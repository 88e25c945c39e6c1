//! Isolated site directory with temp storage.

// Allow dead code since this is a test utility with methods for future tests
#![allow(dead_code)]

use super::{ChanzeroCommand, TestPage};
use chanzero::export::{ExportReport, NoopReporter, RenderConfig, export_site};
use std::path::{Path, PathBuf};
use tempfile::TempDir;

/// Isolated site laid out as `<temp>/src/*.md`, exporting to `<temp>`.
///
/// The temp directory is cleaned up on drop. A separate empty directory
/// serves as the config home so a user config file never leaks in.
pub struct TestSite {
    _temp_dir: TempDir,
    _config_dir: TempDir,
    site_dir: PathBuf,
}

impl TestSite {
    /// Creates a new empty site.
    pub fn new() -> Self {
        let temp_dir = TempDir::new().expect("Failed to create temp directory");
        let config_dir = TempDir::new().expect("Failed to create config directory");
        let site_dir = temp_dir.path().to_path_buf();
        std::fs::create_dir_all(site_dir.join("src")).expect("Failed to create src directory");
        Self {
            _temp_dir: temp_dir,
            _config_dir: config_dir,
            site_dir,
        }
    }

    /// Destination root: output pages land here.
    pub fn site_dir(&self) -> &Path {
        &self.site_dir
    }

    /// Source root holding the markdown pages.
    pub fn src_dir(&self) -> PathBuf {
        self.site_dir.join("src")
    }

    /// Path of the conventional root document, `src/index.md`.
    pub fn root(&self) -> PathBuf {
        self.src_dir().join("index.md")
    }

    /// Directory used as `XDG_CONFIG_HOME` for spawned commands.
    pub fn config_home(&self) -> &Path {
        self._config_dir.path()
    }

    /// Writes a user config file with the given TOML contents.
    pub fn write_config(&self, contents: &str) -> PathBuf {
        let dir = self.config_home().join("chanzero");
        std::fs::create_dir_all(&dir).expect("Failed to create config dir");
        let path = dir.join("config.toml");
        std::fs::write(&path, contents).expect("Failed to write config");
        path
    }

    /// Writes raw source text at a path relative to the source root.
    pub fn write_source(&self, name: &str, content: &str) -> PathBuf {
        let path = self.src_dir().join(name);
        if let Some(parent) = path.parent() {
            std::fs::create_dir_all(parent).expect("Failed to create page directory");
        }
        std::fs::write(&path, content).expect("Failed to write page");
        path
    }

    /// Writes a built page at a path relative to the source root.
    pub fn add_page(&self, name: &str, page: &TestPage) -> PathBuf {
        self.write_source(name, &page.to_markdown())
    }

    /// Path of an output file relative to the destination root.
    pub fn output_path(&self, name: &str) -> PathBuf {
        self.site_dir.join(name)
    }

    /// Reads an output file relative to the destination root.
    pub fn read_output(&self, name: &str) -> String {
        let path = self.output_path(name);
        std::fs::read_to_string(&path)
            .unwrap_or_else(|e| panic!("Failed to read output {}: {}", path.display(), e))
    }

    /// Exports the site in-process without printing progress.
    pub fn export(&self) -> ExportReport {
        export_site(&self.root(), &RenderConfig::default(), &mut NoopReporter)
            .expect("export should succeed")
    }

    /// Creates a command exporting this site's root document.
    pub fn cmd(&self) -> ChanzeroCommand {
        ChanzeroCommand::new()
            .src(&self.root())
            .config_home(self.config_home())
    }
}

impl Default for TestSite {
    fn default() -> Self {
        Self::new()
    }
}

#[cfg(test)]
mod tests {
    use super::*;

    #[test]
    fn test_site_creates_src_directory() {
        let site = TestSite::new();
        assert!(site.src_dir().is_dir());
    }

    #[test]
    fn test_site_cleanup_on_drop() {
        let path = {
            let site = TestSite::new();
            site.site_dir().to_path_buf()
        };
        assert!(!path.exists(), "temp directory should be cleaned up on drop");
    }

    #[test]
    fn test_add_page_creates_nested_dirs() {
        let site = TestSite::new();
        let path = site.add_page("guide/intro.md", &TestPage::new("Intro"));

        assert!(path.is_file());
        assert!(path.starts_with(site.src_dir()));
    }

    #[test]
    fn test_export_in_process() {
        let site = TestSite::new();
        site.add_page("index.md", &TestPage::new("Home"));

        let report = site.export();

        assert_eq!(report.exported(), 1);
        assert!(site.read_output("index.html").contains("Home"));
    }
}
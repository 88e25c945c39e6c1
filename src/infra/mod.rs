//! File I/O and text helpers

mod fs;
mod slug;

pub use fs::{FsError, LocalFs, SiteFs, decode_source, read_source};
pub use slug::{HeadingIds, slugify};
//! Command handlers for the CLI.

mod build;

use std::path::Path;

use crate::export::{PageOutcome, PageReport, ProgressReporter};

pub use build::handle_build;

/// Progress reporter that prints to stdout.
///
/// Every dispatched page gets a progress line; failures go to stderr.
pub(crate) struct ConsoleReporter {
    verbose: bool,
}

impl ConsoleReporter {
    pub(crate) fn new(verbose: bool) -> Self {
        Self { verbose }
    }
}

impl ProgressReporter for ConsoleReporter {
    fn on_page_start(&mut self, source: &Path, destination: &Path) {
        println!("  {} -> {}", source.display(), destination.display());
    }

    fn on_page(&mut self, report: &PageReport) {
        match &report.outcome {
            PageOutcome::Exported => {
                if self.verbose {
                    println!("  written: {}", report.destination.display());
                }
            }
            PageOutcome::ReadFailed(msg) => {
                eprintln!("  error: {}: {}", report.source.display(), msg)
            }
            PageOutcome::WriteFailed(msg) => {
                eprintln!("  error: {}: {}", report.destination.display(), msg)
            }
        }
    }

    fn on_complete(&mut self, exported: usize, failed: usize) {
        if failed > 0 {
            eprintln!("Exported {} pages with {} errors", exported, failed);
        } else {
            println!("Exported {} pages", exported);
        }
    }
}
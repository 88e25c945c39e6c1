//! Standalone HTML document wrapper for the root page.

use minijinja::{Environment, context};

use crate::export::settings::RenderConfig;

/// Default scaffold wrapped around the root page's rendered body.
pub const DEFAULT_PAGE_TEMPLATE: &str = r##"<!DOCTYPE html>
<html>
<head>
    <title>{{ title }}</title>
    <meta name="generator" content="chanzero {{ version }}">
    <meta charset="utf-8">
    {% if stylesheet %}<link rel="stylesheet" type="text/css" href="{{ stylesheet }}">
    {% endif %}
</head>
<body>
{{ content|safe }}
</body>
</html>
"##;

/// Wraps rendered HTML in a complete standalone document.
///
/// The template is registered under an `.html` name so minijinja escapes the
/// title and stylesheet from `config`; `content` is inserted verbatim.
pub fn render_standalone(content: &str, config: &RenderConfig) -> Result<String, minijinja::Error> {
    let mut env = Environment::new();
    env.add_template("page.html", DEFAULT_PAGE_TEMPLATE)?;
    let tmpl = env.get_template("page.html")?;

    tmpl.render(context! {
        title => config.title.as_deref().unwrap_or_default(),
        stylesheet => config.stylesheet.as_deref(),
        version => env!("CARGO_PKG_VERSION"),
        content => content,
    })
}
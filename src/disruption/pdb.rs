use std::collections::BTreeMap;

use k8s_openapi::{
    api::policy::v1::{PodDisruptionBudget, PodDisruptionBudgetSpec},
    apimachinery::pkg::{apis::meta::v1::LabelSelector, util::intstr::IntOrString},
};
use kube::{api::ObjectMeta, core::OwnerReference};

use super::failure_domain::{bucket_type, topology_label};
use crate::api::{
    constants::{APP_ATTR, CLUSTER_ATTR, OSD_APP},
    v1::pool::FailureDomain,
};

const PDB_PREFIX: &str = "rook-ceph-osd-";

/// `rook-ceph-osd-<fdType>-<fdName>`
pub fn pdb_name(fd: FailureDomain, domain: &str) -> String {
    format!("{PDB_PREFIX}{}-{domain}", bucket_type(fd))
}

pub fn is_osd_pdb(name: &str) -> bool {
    name.starts_with(PDB_PREFIX)
}

pub fn pdb_labels(namespace: &str) -> BTreeMap<String, String> {
    BTreeMap::from([
        (APP_ATTR.to_string(), OSD_APP.to_string()),
        (CLUSTER_ATTR.to_string(), namespace.to_string()),
    ])
}

/// A budget that refuses every voluntary eviction of the osds in one domain.
pub fn blocking_pdb(namespace: &str, fd: FailureDomain, domain: &str, owner: &OwnerReference) -> PodDisruptionBudget {
    PodDisruptionBudget {
        metadata: ObjectMeta {
            name: Some(pdb_name(fd, domain)),
            namespace: Some(namespace.to_string()),
            labels: Some(pdb_labels(namespace)),
            owner_references: Some(vec![owner.clone()]),
            ..Default::default()
        },
        spec: Some(PodDisruptionBudgetSpec {
            max_unavailable: Some(IntOrString::Int(0)),
            selector: Some(LabelSelector {
                match_labels: Some(BTreeMap::from([
                    (APP_ATTR.to_string(), OSD_APP.to_string()),
                    (topology_label(fd), domain.to_string()),
                ])),
                ..Default::default()
            }),
            ..Default::default()
        }),
        ..Default::default()
    }
}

__________

[Work instruction] Using the word "crate" as the filter, copy each matching line from the material.

[Written solution]
use crate::export::{PageOutcome, PageReport, ProgressReporter};
pub(crate) struct ConsoleReporter {
    pub(crate) fn new(verbose: bool) -> Self {
use crate::export::settings::RenderConfig;
use crate::api::{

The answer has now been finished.